Opal F1: questo carciofo presenta una maturazione medio-precoce che va dall’inizio dell’inverno fino a tutta la primavera. La pianta si presenta abbastanza vigorosa e i capolini sono di dimensioni medio-grandi, di forma rotondeggiante. Il colore delle brattee esterne è verde con leggere sfumature violacee.
Madrigal F1: a differenza delle precedenti, questa varietà di carciofo ibrida è caratterizzata da una maturazione tardiva, che consente di ottenere la maggior parte della produzione in primavera inoltrata. La pianta è caratterizzata da buona vigoria e sopporta abbastanza bene le basse temperature. I capolini sono di forma ovoidale, con numerose brattee interne di colore verde intenso e con una leggera sfumatura viola alla base.

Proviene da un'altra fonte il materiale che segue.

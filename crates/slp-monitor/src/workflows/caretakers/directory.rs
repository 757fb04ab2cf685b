use std::collections::HashMap;

use super::matcher::{match_tier, MatchTier};
use crate::workflows::monitoring::domain::{Association, AssociationId, Project, ProjectId};

/// Canonical association records indexed for label reconciliation.
///
/// Built once per snapshot from the projects' nested association lists. The
/// fuzzy matcher runs only here, as the one-time reconciliation step; lookups
/// on already-canonical labels stay a plain map hit.
#[derive(Debug, Default)]
pub struct AssociationDirectory {
    entries: Vec<DirectoryEntry>,
    by_key: HashMap<String, usize>,
}

/// Directory view of one canonical association and its owning project.
#[derive(Debug, Clone)]
pub struct DirectoryEntry {
    pub association_id: AssociationId,
    pub name: String,
    pub location: Option<String>,
    pub active_members: Option<u32>,
    pub project_id: ProjectId,
    pub project_name: String,
}

impl AssociationDirectory {
    pub fn from_projects(projects: &[Project]) -> Self {
        let mut directory = Self::default();
        for project in projects {
            for association in &project.associations {
                directory.insert(project, association);
            }
        }
        directory
    }

    fn insert(&mut self, project: &Project, association: &Association) {
        let key = lookup_key(&association.name);
        if key.is_empty() {
            return;
        }
        let index = self.entries.len();
        self.entries.push(DirectoryEntry {
            association_id: association.id.clone(),
            name: association.name.clone(),
            location: association.location.clone(),
            active_members: association.active_members,
            project_id: project.id.clone(),
            project_name: project.name.clone(),
        });
        // First writer wins when two projects record the same name.
        self.by_key.entry(key).or_insert(index);
    }

    /// Exact lookup on the normalized label.
    pub fn lookup(&self, label: &str) -> Option<&DirectoryEntry> {
        let key = lookup_key(label);
        if key.is_empty() {
            return None;
        }
        self.by_key.get(&key).map(|index| &self.entries[*index])
    }

    /// Reconciles a loose label: exact lookup first, then the fuzzy tiers in
    /// directory order. Returns the binding tier for diagnostics.
    pub fn reconcile(&self, label: &str) -> Option<(&DirectoryEntry, MatchTier)> {
        if let Some(entry) = self.lookup(label) {
            return Some((entry, MatchTier::Exact));
        }
        self.entries
            .iter()
            .find_map(|entry| match_tier(label, &entry.name).map(|tier| (entry, tier)))
    }

    pub fn entries(&self) -> &[DirectoryEntry] {
        &self.entries
    }

    pub fn len(&self) -> usize {
        self.entries.len()
    }

    pub fn is_empty(&self) -> bool {
        self.entries.is_empty()
    }
}

fn lookup_key(label: &str) -> String {
    label
        .split_whitespace()
        .collect::<Vec<_>>()
        .join(" ")
        .to_lowercase()
}
mod config;
mod policy;
mod rules;

pub use config::{EligibilityConfig, ScoringConfig};
pub use policy::EligibilityFlags;

use serde::{Deserialize, Serialize};

use super::aggregate::VisitGroup;
use policy::decide_eligibility;

/// Stateless engine applying the scoring rubric and eligibility gates to an
/// aggregated visit group.
pub struct RankingEngine {
    scoring: ScoringConfig,
    eligibility: EligibilityConfig,
}

impl RankingEngine {
    pub fn new(scoring: ScoringConfig, eligibility: EligibilityConfig) -> Self {
        Self {
            scoring,
            eligibility,
        }
    }

    pub fn eligibility_config(&self) -> &EligibilityConfig {
        &self.eligibility
    }

    pub fn score(&self, group: &VisitGroup) -> ScoreOutcome {
        let (components, total) = rules::score_group(group, &self.scoring);
        let score = total.clamp(0.0, 100.0);
        let eligibility = decide_eligibility(group, score, &self.eligibility);

        ScoreOutcome {
            score,
            band: PerformanceBand::for_score(score),
            eligibility,
            components,
        }
    }
}

impl Default for RankingEngine {
    fn default() -> Self {
        Self::new(ScoringConfig::default(), EligibilityConfig::default())
    }
}

/// The four lawful signals feeding a pair's score.
#[derive(Debug, Clone, Copy, PartialEq, Eq, Serialize, Deserialize)]
#[serde(rename_all = "snake_case")]
pub enum ScoreFactor {
    Completion,
    Recency,
    Volume,
    FindingsQuality,
}

impl ScoreFactor {
    pub const fn label(self) -> &'static str {
        match self {
            ScoreFactor::Completion => "Completion",
            ScoreFactor::Recency => "Recency",
            ScoreFactor::Volume => "Volume",
            ScoreFactor::FindingsQuality => "Findings Quality",
        }
    }
}

/// Discrete contribution to a pair's score, allowing transparent audits.
#[derive(Debug, Clone, PartialEq, Serialize, Deserialize)]
pub struct ScoreComponent {
    pub factor: ScoreFactor,
    pub raw_score: f64,
    pub weight: f64,
    pub weighted_points: f64,
    pub notes: String,
}

/// Performance classification over the unrounded score, highest band first.
/// The ladder is a total partition of [0, 100] with closed lower bounds.
#[derive(Debug, Clone, Copy, PartialEq, Eq, Serialize, Deserialize)]
#[serde(rename_all = "snake_case")]
pub enum PerformanceBand {
    Excellent,
    Good,
    Fair,
    Poor,
}

impl PerformanceBand {
    pub fn for_score(score: f64) -> Self {
        if score >= 80.0 {
            PerformanceBand::Excellent
        } else if score >= 60.0 {
            PerformanceBand::Good
        } else if score >= 40.0 {
            PerformanceBand::Fair
        } else {
            PerformanceBand::Poor
        }
    }

    pub const fn label(self) -> &'static str {
        match self {
            PerformanceBand::Excellent => "Excellent",
            PerformanceBand::Good => "Good",
            PerformanceBand::Fair => "Fair",
            PerformanceBand::Poor => "Poor",
        }
    }
}

/// Evaluation output for one pair: composite score, band, gates, and the
/// component trail the numbers were derived from.
#[derive(Debug, Clone, PartialEq, Serialize, Deserialize)]
pub struct ScoreOutcome {
    pub score: f64,
    pub band: PerformanceBand,
    pub eligibility: EligibilityFlags,
    pub components: Vec<ScoreComponent>,
}
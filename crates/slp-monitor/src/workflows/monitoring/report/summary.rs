use serde::Serialize;

use super::super::evaluation::PerformanceBand;
use super::super::ranking::ProjectRanking;

/// How many stale call-outs a summary carries at most.
const STALE_CALLOUT_LIMIT: usize = 5;

/// Roll-up of a ranked snapshot for the program dashboard.
#[derive(Debug, Clone, Serialize)]
pub struct PortfolioSummary {
    pub pairs_ranked: usize,
    /// Mean score rounded to one decimal; the underlying scores stay raw.
    pub average_score: f64,
    pub band_counts: BandCounts,
    pub renewal_eligible: usize,
    pub pig_addition_eligible: usize,
    pub stale_pairs: Vec<StalePair>,
}

#[derive(Debug, Clone, Copy, Default, PartialEq, Eq, Serialize)]
pub struct BandCounts {
    pub excellent: usize,
    pub good: usize,
    pub fair: usize,
    pub poor: usize,
}

/// Pair whose last visit is older than the expansion recency window; these
/// are the first candidates for a follow-up visit.
#[derive(Debug, Clone, Serialize)]
pub struct StalePair {
    pub project_id: String,
    pub association_name: String,
    pub days_since_last_visit: i64,
}

impl PortfolioSummary {
    pub fn from_rankings(rankings: &[ProjectRanking], stale_after_days: i64) -> Self {
        let mut band_counts = BandCounts::default();
        let mut renewal_eligible = 0;
        let mut pig_addition_eligible = 0;
        let mut score_total = 0.0;
        let mut stale_pairs = Vec::new();

        for ranking in rankings {
            match ranking.band {
                PerformanceBand::Excellent => band_counts.excellent += 1,
                PerformanceBand::Good => band_counts.good += 1,
                PerformanceBand::Fair => band_counts.fair += 1,
                PerformanceBand::Poor => band_counts.poor += 1,
            }
            if ranking.renewal_eligibility {
                renewal_eligible += 1;
            }
            if ranking.pig_addition_eligibility {
                pig_addition_eligible += 1;
            }
            score_total += ranking.score;
            if ranking.days_since_last_visit > stale_after_days {
                stale_pairs.push(StalePair {
                    project_id: ranking.project_id.0.clone(),
                    association_name: ranking.association_name.clone(),
                    days_since_last_visit: ranking.days_since_last_visit,
                });
            }
        }

        stale_pairs.sort_by(|a, b| b.days_since_last_visit.cmp(&a.days_since_last_visit));
        stale_pairs.truncate(STALE_CALLOUT_LIMIT);

        let average_score = if rankings.is_empty() {
            0.0
        } else {
            (score_total / rankings.len() as f64 * 10.0).round() / 10.0
        };

        Self {
            pairs_ranked: rankings.len(),
            average_score,
            band_counts,
            renewal_eligible,
            pig_addition_eligible,
            stale_pairs,
        }
    }
}

#[cfg(test)]
mod tests {
    use super::*;
    use crate::workflows::monitoring::aggregate::{PairKey, VisitGroup};
    use crate::workflows::monitoring::domain::ProjectId;
    use crate::workflows::monitoring::evaluation::RankingEngine;
    use crate::workflows::monitoring::ranking::rank_groups;

    fn stale_group(project: &str, days: i64) -> VisitGroup {
        VisitGroup {
            key: PairKey {
                project_id: ProjectId(project.to_string()),
                association_name: format!("{project} Growers"),
            },
            total_visits: 4,
            completed_visits: 2,
            completion_rate: 50.0,
            last_visit_date: None,
            last_visit_status: None,
            last_visit_findings: String::new(),
            days_since_last_visit: days,
        }
    }

    #[test]
    fn empty_snapshot_summarizes_to_zeroes() {
        let summary = PortfolioSummary::from_rankings(&[], 60);

        assert_eq!(summary.pairs_ranked, 0);
        assert_eq!(summary.average_score, 0.0);
        assert_eq!(summary.band_counts, BandCounts::default());
        assert!(summary.stale_pairs.is_empty());
    }

    #[test]
    fn stale_callouts_are_sorted_and_capped() {
        let groups: Vec<VisitGroup> = (0..7i64)
            .map(|offset| stale_group(&format!("P{offset}"), 100 + offset))
            .collect();
        let rankings = rank_groups(&groups, &RankingEngine::default());

        let summary = PortfolioSummary::from_rankings(&rankings, 60);

        assert_eq!(summary.stale_pairs.len(), STALE_CALLOUT_LIMIT);
        assert_eq!(summary.stale_pairs[0].days_since_last_visit, 106);
        assert_eq!(summary.stale_pairs[4].days_since_last_visit, 102);
    }
}
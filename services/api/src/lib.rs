mod cli;
mod demo;
mod infra;
mod routes;
mod server;

use slp_monitor::error::AppError;

pub async fn run() -> Result<(), AppError> {
    cli::run().await
}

Come si vede, oltre a consentire l’ottenimento di piante dotate di maggiore resistenza alle malattie e agli agenti atmosferici, l’ottenimento di nuove varietà contribuisce a incrementare la produttività di questo ortaggio, ottimizzando l’uso delle risorse. La lunga storia di cui si caratterizza la cinaricoltura italiana non può quindi prescindere dal miglioramento genetico, strumento essenziale per preservare e potenziare questa tradizione, oltre che per far fronte alle sfide del futuro.